Mon, Mar 20th 2017, 12:25 AM

Dear Editor,
Any emperor worth his salt is worthy of a new chariot every now and then. But when his kingdom is broke, even the mightiest emperor must lead by example and publicly demonstrate that austerity starts at home.
Our prime minister never got that memo and so he continues to spend like a drunken sailor, even as the world's financial police warn of dangers ahead for The Bahamas unless we stop spending money we don't have.
When things get tight in our own family budgets, we immediately start to implement austerity measures. We cut out unnecessary spending and look for ways to economize. Our old car gets a tune-up instead of a replacement. We buy one fewer lattes every day, and when we simply must travel, we plan ahead to get the cheapest ticket available.
The good old folks at Fresh Creek, Andros, have a unique word for someone who has no money. They call you 'bruck'! As a nation, we are bruck, but that fact hasn't sunk in yet with our prime minister.
Some Bahamians who were searching for money to buy gas for their cars were blown off the road recently by a motorcade of police outriders with blaring sirens announcing that our prime minister was late again and needed to hog the road.
While muttering under their breath as they sank into another off-road pothole to evade the high-speed procession, they would have discovered that Christie has treated himself to a brand new vehicle. It's a spanking new Lexus sedan that sells for $88,000 in the U.S. and surely must be $130,000 landed here.
If fully equipped, this luxury chariot would have heated leather seats and all the accoutrements that one would expect for a prime minister who has fancy places to go and rich foreigners to see and be seen with.
Surely, the prime minister must also have acquired a car of equal or greater prestige for the governor general. It would be unthinkable for the head of government to be riding around in luxurious circumstances while the head of state rides on the cheap.
But back to the Lexus. Never mind that we are as bruck as the 10 Commandments. And never mind that there was probably nothing wrong with the fleet of official cars available to the prime minister, including a top-of-the-line Mercedes just five years old. The care and maintenance of the fleet - including the PM's cars - is handled by the police force. Each car is so meticulously looked after that you would hardly be able to tell that one was too old to be of service to Christie.
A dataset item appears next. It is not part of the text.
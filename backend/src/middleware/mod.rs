//! Actix middleware.

pub mod trace;

pub use trace::{Trace, TraceId, TRACE_ID_HEADER};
Lost on the prime minister is the fact that many of the people he leads go to Miami to look for used cars to buy, and their budgets can't afford something as "new" as five years old.
The optics of all of this spending at this time is pretty bad for Christie, who used to style himself a man of the people. The people are beginning to see where their VAT money gone, and it has nothing to do with what Michael Halkitis wants us to believe.
Take one new Lexus at $130,000. Add in travel and a big bash for the British judges and their staff at a conservative $500,000. Then there was the party and gift for Sir Sidney Poitier that he attended by video link from California at another $150,000. And let's not forget all the showing off Christie did for the President of Guyana. That will come in around $500,000 when you consider overtime for public officers, etc. And you know the beach soccer tournament and the United Nations conference must have cost us a little something, let's say another $250,000 each.
That's almost $2 million in unnecessary spending in the space of a few weeks this year. And it's all after we got downgraded to junk investment status, meaning the money we will borrow to pay for this extravagance will now cost us more in interest.
Christie's problem, according to the Androsians, is that he got 'big eye' but he pocket bruck, and he doesn't care tuppence what we think.